• _EXERCISE_:
Taking the records below, count the lines in which "StdRng" appears and supply only the count.

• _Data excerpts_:
______
//! Entry point of the library: a context bound to one scheme through which every operation runs.
//!
//! The context checks what is common to all schemes before dispatching to the scheme:
//! that every object passed in belongs to the context's scheme, the order and the parties of join
//! steps, that member keys completed the join protocol, that manager keys have the role an
//! operation needs and that paired sequences have the same length.

use crate::{
    crl::Crl,
    error::GroupSigError,
    gml::Gml,
    join::{self, JoinStep},
    message::Message,
    objects::{
        BlindSignature, BlindingKey, GroupKey, Identity, JoinMessage, ManagerKey, MemberKey,
        Proof, SchemeParams, Signature, Trapdoor,
    },
    registry,
    scheme::{
        GroupSignatureScheme, JoinParty, ManagerRole, Opening, SchemeCode, SchemeDescription,
    },
};
use ark_std::{
    rand::{rngs::StdRng, RngCore, SeedableRng},
    vec::Vec,
};
use blake2::Blake2b512;
use core::sync::atomic::{AtomicU64, Ordering};
use groupsig_utils::{concat_slices, hashing_utils::rng_from_label};

pub struct SchemeContext {
    scheme: &'static dyn GroupSignatureScheme,
    params: SchemeParams,
    seed: u64,
    rng_counter: AtomicU64,
}

macro_rules! ensure_scheme {
    ($ctx: expr, $($obj: expr),+) => {
        $( $obj.ensure_scheme($ctx.code())?; )+
    };
}

impl SchemeContext {
    /// Context for the scheme with `code`. With a `seed` of 0 the generators returned by
    /// [`Self::rng`] are seeded from the OS, otherwise they are a reproducible sequence derived from
    /// the seed.
    pub fn init(code: SchemeCode, seed: u64) -> Result<Self, GroupSigError> {
        let scheme = registry::resolve(code)?;
        let params = scheme.init()?;
        log::debug!("{} context initialized", code);
        Ok(Self {
            scheme,
            params,
            seed,
            rng_counter: AtomicU64::new(0),
        })
    }

    /// Release the context. Consuming it guarantees no operation on it is still running.
    pub fn clear(self) {
        log::debug!("{} context cleared", self.code());
    }

    pub fn code(&self) -> SchemeCode {
        self.description().code
    }

    pub fn description(&self) -> &'static SchemeDescription {
        self.scheme.description()
    }

    pub fn join_start(&self) -> u8 {
        self.description().join_start
    }

    pub fn join_seq(&self) -> u8 {
        self.description().join_seq
    }

    pub fn params(&self) -> &SchemeParams {
        &self.params
    }

    /// A fresh random number generator
    pub fn rng(&self) -> StdRng {
        if self.seed == 0 {
            return StdRng::from_entropy();
        }
        let n = self.rng_counter.fetch_add(1, Ordering::Relaxed);
        rng_from_label::<Blake2b512>(&concat_slices!(
            b"groupsig-context-rng",
            self.seed.to_le_bytes(),
            n.to_le_bytes()
        ))
    }

    /// Create a group. Schemes with several authorities are set up by calling this once per
    /// authority, passing the group key returned by the previous call.
    pub fn setup<R: RngCore>(
        &self,
        rng: &mut R,
        grpkey: Option<&GroupKey>,
    ) -> Result<(GroupKey, ManagerKey), GroupSigError> {
        if let Some(grpkey) = grpkey {
            ensure_scheme!(self, grpkey);
        }
        let (grpkey, mgrkey) = self.scheme.setup(rng, &self.params, grpkey)?;
        log::debug!("{} setup produced a {:?} key", self.code(), mgrkey.role());
        Ok((grpkey, mgrkey))
    }

    /// Run manager join step `seq`. The step that issues the member's credential appends the member
    /// to `gml`. A failed step leaves `gml` unchanged.
    pub fn join_mgr<R: RngCore>(
        &self,
        rng: &mut R,
        seq: u8,
        msg_in: Option<&JoinMessage>,
        mgrkey: &ManagerKey,
        grpkey: &GroupKey,
        gml: &mut Gml,
    ) -> Result<JoinMessage, GroupSigError> {
        ensure_scheme!(self, mgrkey, grpkey, gml);
        self.check_role(mgrkey, "join_mgr", |r| r.can_issue())?;
        join::check_step(self.description(), seq, JoinParty::Manager, msg_in)?;
        log::trace!("{} join step {} (manager)", self.code(), seq);
        let out = self
            .scheme
            .join_mgr(rng, seq, msg_in, mgrkey, grpkey, gml)
            .map_err(|e| {
                log::warn!("{} join step {} failed: {}", self.code(), seq, e);
                e
            })?;
        debug_assert_eq!(out.seq(), seq);
        Ok(out)
    }

    /// Run member join step `seq`. `memkey` is the partial key returned by the member's previous
    /// step and is ignored at the member's first step.
    pub fn join_mem<R: RngCore>(
        &self,
        rng: &mut R,
        seq: u8,
        msg_in: Option<&JoinMessage>,
        memkey: Option<&MemberKey>,
        grpkey: &GroupKey,
    ) -> Result<JoinStep, GroupSigError> {
        ensure_scheme!(self, grpkey);
        let desc = self.description();
        join::check_step(desc, seq, JoinParty::Member, msg_in)?;
        let memkey = join::check_partial_key(desc, seq, memkey)?;
        log::trace!("{} join step {} (member)", self.code(), seq);
        let step = self
            .scheme
            .join_mem(rng, seq, msg_in, memkey, grpkey)
            .map_err(|e| {
                log::warn!("{} join step {} failed: {}", self.code(), seq, e);
                e
            })?;
        Ok(join::stamp(desc, seq, step))
    }

    /// Sign `msg`. `seed` is the position of the signature in the member's sequence for schemes
    /// with sequence tags and ignored otherwise.
    pub fn sign<R: RngCore>(
        &self,
        rng: &mut R,
        msg: &Message,
        memkey: &MemberKey,
        grpkey: &GroupKey,
        seed: u32,
    ) -> Result<Signature, GroupSigError> {
        self.check_member_key(memkey)?;
        ensure_scheme!(self, grpkey);
        self.scheme.sign(rng, msg, memkey, grpkey, seed)
    }

    pub fn verify(
        &self,
        sig: &Signature,
        msg: &Message,
        grpkey: &GroupKey,
    ) -> Result<bool, GroupSigError> {
        ensure_scheme!(self, sig, grpkey);
        let valid = self.scheme.verify(sig, msg, grpkey)?;
        if !valid {
            log::debug!("{} signature did not verify", self.code());
        }
        Ok(valid)
    }

    /// True only if every signature verifies with the message at the same index
    pub fn verify_batch(
        &self,
        sigs: &[Signature],
        msgs: &[Message],
        grpkey: &GroupKey,
    ) -> Result<bool, GroupSigError> {
        check_same_size(sigs, msgs)?;
        ensure_scheme!(self, grpkey);
        for sig in sigs {
            ensure_scheme!(self, sig);
        }
        self.scheme.verify_batch(sigs, msgs, grpkey)
    }

    /// Index of the signer in `gml` along with a proof of it for schemes that have one
    pub fn open<R: RngCore>(
        &self,
        rng: &mut R,
        sig: &Signature,
        grpkey: &GroupKey,
        mgrkey: &ManagerKey,
        gml: &Gml,
    ) -> Result<Opening, GroupSigError> {
        ensure_scheme!(self, sig, grpkey, mgrkey, gml);
        self.check_role(mgrkey, "open", |r| r.can_open())?;
        self.scheme.open(rng, sig, grpkey, mgrkey, gml)
    }

    pub fn open_verify(
        &self,
        proof: &Proof,
        sig: &Signature,
        grpkey: &GroupKey,
    ) -> Result<bool, GroupSigError> {
        ensure_scheme!(self, proof, sig, grpkey);
        self.scheme.open_verify(proof, sig, grpkey)
    }

    /// Tracing trapdoor of member `index`, which is added to `crl`. Revealing a member twice
    /// returns the same trapdoor and leaves `crl` unchanged.
    pub fn reveal(&self, crl: &mut Crl, gml: &Gml, index: u64) -> Result<Trapdoor, GroupSigError> {
        ensure_scheme!(self, crl, gml);
        let trapdoor = self.scheme.reveal(crl, gml, index)?;
        log::debug!("{} revealed member {}", self.code(), index);
        Ok(trapdoor)
    }

    /// Whether `sig` was produced by a member in `crl`
    pub fn trace(
        &self,
        sig: &Signature,
        grpkey: &GroupKey,
        crl: &Crl,
        mgrkey: &ManagerKey,
        gml: &Gml,
    ) -> Result<bool, GroupSigError> {
        ensure_scheme!(self, sig, grpkey, crl, mgrkey, gml);
        self.check_role(mgrkey, "trace", |r| r.can_open())?;
        self.scheme.trace(sig, grpkey, crl, mgrkey, gml)
    }

    /// Proof that `memkey` produced `sig`, `None` if it did not
    pub fn claim<R: RngCore>(
        &self,
        rng: &mut R,
        memkey: &MemberKey,
        grpkey: &GroupKey,
        sig: &Signature,
    ) -> Result<Option<Proof>, GroupSigError> {
        self.check_member_key(memkey)?;
        ensure_scheme!(self, grpkey, sig);
        self.scheme.claim(rng, memkey, grpkey, sig)
    }

    pub fn claim_verify(
        &self,
        proof: &Proof,
        sig: &Signature,
        grpkey: &GroupKey,
    ) -> Result<bool, GroupSigError> {
        ensure_scheme!(self, proof, sig, grpkey);
        self.scheme.claim_verify(proof, sig, grpkey)
    }

    /// Proof that all `sigs` were produced by `memkey`, `None` if some were not
    pub fn prove_equality<R: RngCore>(
        &self,
        rng: &mut R,
        memkey: &MemberKey,
        grpkey: &GroupKey,
        sigs: &[Signature],
    ) -> Result<Option<Proof>, GroupSigError> {
        self.check_member_key(memkey)?;
        ensure_scheme!(self, grpkey);
        for sig in sigs {
            ensure_scheme!(self, sig);
        }
        self.scheme.prove_equality(rng, memkey, grpkey, sigs)
    }

    pub fn prove_equality_verify(
        &self,
        proof: &Proof,
        grpkey: &GroupKey,
        sigs: &[Signature],
    ) -> Result<bool, GroupSigError> {
        ensure_scheme!(self, proof, grpkey);
        for sig in sigs {
            ensure_scheme!(self, sig);
        }
        self.scheme.prove_equality_verify(proof, grpkey, sigs)
    }

    pub fn blinding_keygen<R: RngCore>(
        &self,
        rng: &mut R,
        grpkey: &GroupKey,
    ) -> Result<BlindingKey, GroupSigError> {
        ensure_scheme!(self, grpkey);
        self.scheme.blinding_keygen(rng, grpkey)
    }

    /// Blind `sig` for conversion under `bldkey`. Fails with [`GroupSigError::InvalidSignature`]
    /// if `sig` does not verify with `msg`.
    pub fn blind<R: RngCore>(
        &self,
        rng: &mut R,
        grpkey: &GroupKey,
        sig: &Signature,
        msg: &Message,
        bldkey: &BlindingKey,
    ) -> Result<BlindSignature, GroupSigError> {
        ensure_scheme!(self, grpkey, sig, bldkey);
        self.scheme.blind(rng, grpkey, sig, msg, bldkey)
    }

    /// Convert a batch of blinded signatures. Signatures of the same member in one batch unblind to
    /// the same identity. The output is in random order.
    pub fn convert<R: RngCore>(
        &self,
        rng: &mut R,
        bsigs: &[BlindSignature],
        grpkey: &GroupKey,
        mgrkey: &ManagerKey,
        bldkey: &BlindingKey,
        msg: Option<&Message>,
    ) -> Result<Vec<BlindSignature>, GroupSigError> {
        ensure_scheme!(self, grpkey, mgrkey, bldkey);
        self.check_role(mgrkey, "convert", |r| r.can_convert())?;
        for bsig in bsigs {
            ensure_scheme!(self, bsig);
            if bsig.is_converted() {
                return Err(GroupSigError::BlindSignatureStage {
                    expected: "blinded",
                    found: bsig.stage(),
                });
            }
        }
        log::debug!("{} converting {} blind signatures", self.code(), bsigs.len());
        self.scheme.convert(rng, bsigs, grpkey, mgrkey, bldkey, msg)
    }

    /// Identity of the signer of a converted signature. Needs the secret half of `bldkey`.
    pub fn unblind(
        &self,
        csig: &BlindSignature,
        bldkey: &BlindingKey,
    ) -> Result<Identity, GroupSigError> {
        ensure_scheme!(self, csig, bldkey);
        if !csig.is_converted() {
            return Err(GroupSigError::BlindSignatureStage {
                expected: "converted",
                found: csig.stage(),
            });
        }
        if !bldkey.has_secret() {
            return Err(GroupSigError::MissingBlindingSecret);
        }
        self.scheme.unblind(csig, bldkey)
    }

    /// Proof that `memkey` produced `sig`, `None` if it did not or `sig` is invalid for `msg`
    pub fn identify<R: RngCore>(
        &self,
        rng: &mut R,
        grpkey: &GroupKey,
        memkey: &MemberKey,
        sig: &Signature,
        msg: &Message,
    ) -> Result<Option<Proof>, GroupSigError> {
        self.check_member_key(memkey)?;
        ensure_scheme!(self, grpkey, sig);
        self.scheme.identify(rng, grpkey, memkey, sig, msg)
    }

    /// Proof, bound to `msg`, that all `sigs` on `msgs` were produced by `memkey`. `None` if some
    /// signature is invalid or of another member.
    pub fn link<R: RngCore>(
        &self,
        rng: &mut R,
        grpkey: &GroupKey,
        memkey: &MemberKey,
        msg: &Message,
        sigs: &[Signature],
        msgs: &[Message],
    ) -> Result<Option<Proof>, GroupSigError> {
        self.check_member_key(memkey)?;
        self.check_signature_batch(grpkey, sigs, msgs)?;
        self.scheme.link(rng, grpkey, memkey, msg, sigs, msgs)
    }

    pub fn verify_link(
        &self,
        grpkey: &GroupKey,
        proof: &Proof,
        msg: &Message,
        sigs: &[Signature],
        msgs: &[Message],
    ) -> Result<bool, GroupSigError> {
        ensure_scheme!(self, proof);
        self.check_signature_batch(grpkey, sigs, msgs)?;
        self.scheme.verify_link(grpkey, proof, msg, sigs, msgs)
    }

    /// Like [`Self::link`] and additionally proves that `sigs` were produced at consecutive
    /// positions in the given order
    pub fn seqlink<R: RngCore>(
        &self,
        rng: &mut R,
        grpkey: &GroupKey,
        memkey: &MemberKey,
        msg: &Message,
        sigs: &[Signature],
        msgs: &[Message],
    ) -> Result<Option<Proof>, GroupSigError> {
        self.check_member_key(memkey)?;
        self.check_signature_batch(grpkey, sigs, msgs)?;
        self.scheme.seqlink(rng, grpkey, memkey, msg, sigs, msgs)
    }

    pub fn verify_seqlink(
        &self,
        grpkey: &GroupKey,
        proof: &Proof,
        msg: &Message,
        sigs: &[Signature],
        msgs: &[Message],
    ) -> Result<bool, GroupSigError> {
        ensure_scheme!(self, proof);
        self.check_signature_batch(grpkey, sigs, msgs)?;
        self.scheme.verify_seqlink(grpkey, proof, msg, sigs, msgs)
    }

    fn check_member_key(&self, memkey: &MemberKey) -> Result<(), GroupSigError> {
        ensure_scheme!(self, memkey);
        if !memkey.is_usable() {
            return Err(GroupSigError::IncompleteMemberKey);
        }
        Ok(())
    }

    fn check_role(
        &self,
        mgrkey: &ManagerKey,
        operation: &'static str,
        allowed: impl Fn(&ManagerRole) -> bool,
    ) -> Result<(), GroupSigError> {
        if !allowed(&mgrkey.role()) {
            return Err(GroupSigError::WrongKeyRole {
                role: mgrkey.role(),
                operation,
            });
        }
        Ok(())
    }

    fn check_signature_batch(
        &self,
        grpkey: &GroupKey,
        sigs: &[Signature],
        msgs: &[Message],
    ) -> Result<(), GroupSigError> {
        check_same_size(sigs, msgs)?;
        ensure_scheme!(self, grpkey);
        for sig in sigs {
            ensure_scheme!(self, sig);
        }
        Ok(())
    }
}

fn check_same_size(sigs: &[Signature], msgs: &[Message]) -> Result<(), GroupSigError> {
    if sigs.len() != msgs.len() {
        return Err(GroupSigError::ExpectedSameSizeSequences(
            sigs.len(),
            msgs.len(),
        ));
    }
    Ok(())
}
/// Check that an arkworks object survives canonical serialization in both modes as well as JSON and
/// MessagePack. The caller needs `serde_json` and `rmp_serde` as dependencies.
#[macro_export]
macro_rules! test_serialization {
    ($obj_type:ty, $obj: expr) => {
        let mut serz = vec![];
        ark_serialize::CanonicalSerialize::serialize_compressed(&$obj, &mut serz).unwrap();
        log::debug!("{} serialized to {} bytes", stringify!($obj_type), serz.len());
        let deserz: $obj_type =
            ark_serialize::CanonicalDeserialize::deserialize_compressed(&serz[..]).unwrap();
        assert_eq!(deserz, $obj);

        let mut serz = vec![];
        ark_serialize::CanonicalSerialize::serialize_uncompressed(&$obj, &mut serz).unwrap();
        let deserz: $obj_type =
            ark_serialize::CanonicalDeserialize::deserialize_uncompressed(&serz[..]).unwrap();
        assert_eq!(deserz, $obj);

        let ser = serde_json::to_string(&$obj).unwrap();
        let deser = serde_json::from_str::<$obj_type>(&ser).unwrap();
        assert_eq!($obj, deser);

        let ser = rmp_serde::to_vec_named(&$obj).unwrap();
        let deser = rmp_serde::from_slice::<$obj_type>(&ser).unwrap();
        assert_eq!($obj, deser);
    };
}

/// Check that a scheme object exports to text and imports back unchanged, and that importing the
/// text for another scheme fails.
#[macro_export]
macro_rules! test_export {
    ($obj_type:ty, $obj: expr) => {
        let text = $obj.export().unwrap();
        assert!(text.is_ascii());
        let imported = <$obj_type>::import($obj.code(), &text).unwrap();
        assert_eq!(imported, $obj);
        assert_eq!(imported.export().unwrap(), text);

        let other = groupsig::registry::schemes()
            .map(|s| s.description().code)
            .find(|c| *c != $obj.code())
            .unwrap();
        assert!(matches!(
            <$obj_type>::import(other, &text),
            Err(groupsig::GroupSigError::ImportSchemeMismatch { .. })
        ));
    };
}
______
• _REPLY TO THE TASK_:
3